For Ray White Helensburgh Principal Simon Beaufils, the devastation of brain cancer became terrifyingly real as he saw his good mate and Channel Nine NRL boss Matt Calandar suffer with the disease.

“Matt was a really good friend of mine,” said Mr Beaufils this week, who recalls watching his friend pass away in 2017 as seeing the ‘coal face’ of the illness.

It is with this personal background that Mr Beaufils and his team of thirteen at Ray White Helensburgh have made the Beanie for Brain Cancer appeal a major event on their calendar each year.

“This is the big week,” says Mr Beaufils, referring to the NRL Round 19 (25th-29th of July) the Beanie weekend – where fans are encouraged to wear an official Mark Hughes Foundation Beanie for Brain Cancer to the game. Indeed, Mr Beaufils wife will be at three games in two states selling beanies at football venues this week.

People in the Helensburgh region can buy theirs from Ray White’s office – and even those looking to get stock to sell at their school, cafe or office can access stock from the office.

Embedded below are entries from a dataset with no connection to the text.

pub mod adapters;
pub mod agent;
pub mod cli;
pub mod config;
pub mod domain;
pub mod error;
pub mod persistence;
pub mod pipeline;

pub use adapters::{
    DocumentStore, ExecutionSink, GammaClient, LocalIndex, MarketFeed, NewsClient, PaperExecutor,
    PostgresDocumentStore, SortOrder,
};
pub use agent::{LlmGatewayClient, ReasoningAgent};
pub use config::AppConfig;
pub use domain::{Event, Market, TradeDecision};
pub use error::{PolyagentError, Result};
pub use persistence::{HistoryLog, TradeOperationRecord};
pub use pipeline::{Creator, Trader};
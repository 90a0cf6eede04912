//! Event and market records sourced from the upstream feed.
//!
//! The pipelines treat these as opaque beyond counting, filtering and
//! first-element selection, so both types keep serde permissive: every field
//! beyond `id` is optional and unknown upstream fields are preserved in
//! `extra` so audit payloads survive round-trips.

use rust_decimal::Decimal;
use serde::{Deserialize, Serialize};
use std::collections::HashMap;
use std::str::FromStr;

/// An event from the Gamma API, embedding its markets.
#[derive(Debug, Clone, Serialize, Deserialize)]
pub struct Event {
    #[serde(default, deserialize_with = "de_string_opt")]
    pub id: Option<String>,
    #[serde(default)]
    pub title: Option<String>,
    #[serde(default)]
    pub slug: Option<String>,
    #[serde(default)]
    pub description: Option<String>,
    #[serde(default)]
    pub active: bool,
    #[serde(default)]
    pub closed: bool,
    #[serde(default, deserialize_with = "de_decimal_opt")]
    pub volume: Option<Decimal>,
    #[serde(default)]
    pub markets: Vec<Market>,
    #[serde(flatten)]
    pub extra: HashMap<String, serde_json::Value>,
}

impl Event {
    /// True when the event is currently open for trading.
    pub fn is_tradeable(&self) -> bool {
        self.active && !self.closed
    }
}

/// A single market (question) inside an event.
#[derive(Debug, Clone, Serialize, Deserialize)]
pub struct Market {
    #[serde(default, deserialize_with = "de_string_opt")]
    pub id: Option<String>,
    #[serde(default)]
    pub question: Option<String>,
    #[serde(default)]
    pub slug: Option<String>,
    #[serde(default)]
    pub description: Option<String>,
    #[serde(default)]
    pub active: bool,
    #[serde(default)]
    pub closed: bool,
    #[serde(default, deserialize_with = "de_decimal_opt")]
    pub spread: Option<Decimal>,
    #[serde(default, rename = "volume24hr", deserialize_with = "de_decimal_opt")]
    pub volume_24hr: Option<Decimal>,
    #[serde(flatten)]
    pub extra: HashMap<String, serde_json::Value>,
}

impl Market {
    pub fn is_tradeable(&self) -> bool {
        self.active && !self.closed
    }
}

/// Gamma serves ids both as JSON strings and as numbers.
fn de_string_opt<'de, D>(deserializer: D) -> Result<Option<String>, D::Error>
where
    D: serde::Deserializer<'de>,
{
    let value: Option<serde_json::Value> = Option::deserialize(deserializer)?;
    Ok(match value {
        None | Some(serde_json::Value::Null) => None,
        Some(serde_json::Value::String(s)) => Some(s),
        Some(other) => Some(other.to_string()),
    })
}

/// Numeric fields arrive as strings, numbers, or not at all.
fn de_decimal_opt<'de, D>(deserializer: D) -> Result<Option<Decimal>, D::Error>
where
    D: serde::Deserializer<'de>,
{
    let value: Option<serde_json::Value> = Option::deserialize(deserializer)?;
    Ok(match value {
        None | Some(serde_json::Value::Null) => None,
        Some(serde_json::Value::String(s)) => Decimal::from_str(s.trim()).ok(),
        Some(serde_json::Value::Number(n)) => Decimal::from_str(&n.to_string()).ok(),
        Some(_) => None,
    })
}

#[cfg(test)]
mod tests {
    use super::*;
    use rust_decimal_macros::dec;

    #[test]
    fn event_parses_with_numeric_id_and_string_volume() {
        let json = r#"{
            "id": 12345,
            "title": "Presidential Election",
            "active": true,
            "closed": false,
            "volume": "1500.25",
            "markets": [{"id": "900", "question": "Will X win?", "active": true}],
            "category": "politics"
        }"#;

        let event: Event = serde_json::from_str(json).unwrap();
        assert_eq!(event.id.as_deref(), Some("12345"));
        assert_eq!(event.volume, Some(dec!(1500.25)));
        assert_eq!(event.markets.len(), 1);
        assert!(event.is_tradeable());
        // Unknown fields survive
        assert!(event.extra.contains_key("category"));
    }

    #[test]
    fn market_tolerates_missing_fields() {
        let market: Market = serde_json::from_str(r#"{"question": "Will it rain?"}"#).unwrap();
        assert!(market.id.is_none());
        assert!(!market.is_tradeable());
        assert!(market.spread.is_none());
    }

    #[test]
    fn market_round_trips_through_json() {
        let json = r#"{"id": "7", "question": "Q", "volume24hr": 42.5, "liquidity": "10"}"#;
        let market: Market = serde_json::from_str(json).unwrap();
        assert_eq!(market.volume_24hr, Some(dec!(42.5)));

        let value = serde_json::to_value(&market).unwrap();
        assert_eq!(value["liquidity"], serde_json::json!("10"));
    }
}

“We’re just a small part of it,” said Mr Beaufils, but his team knows that each and every beanie that is sold makes a difference in the vital work of brain cancer research, a cancer which has remained devastatingly quick acting.

It’s worth going over the facts; more kids die from brain cancer than any other disease, while prostate cancer has a 35 per cent survival rate, and breast cancer an 18 per cent survival rate, brain cancer has remained stagnant at 2 per cent for the last 30 years.

More research means more money – and yes, while a $25 beanie may seem like a drop in the ocean as far as funds go, with enough drops an ocean of research can be conducted and families such as that of young Matt Calandar can be spared from tragedy.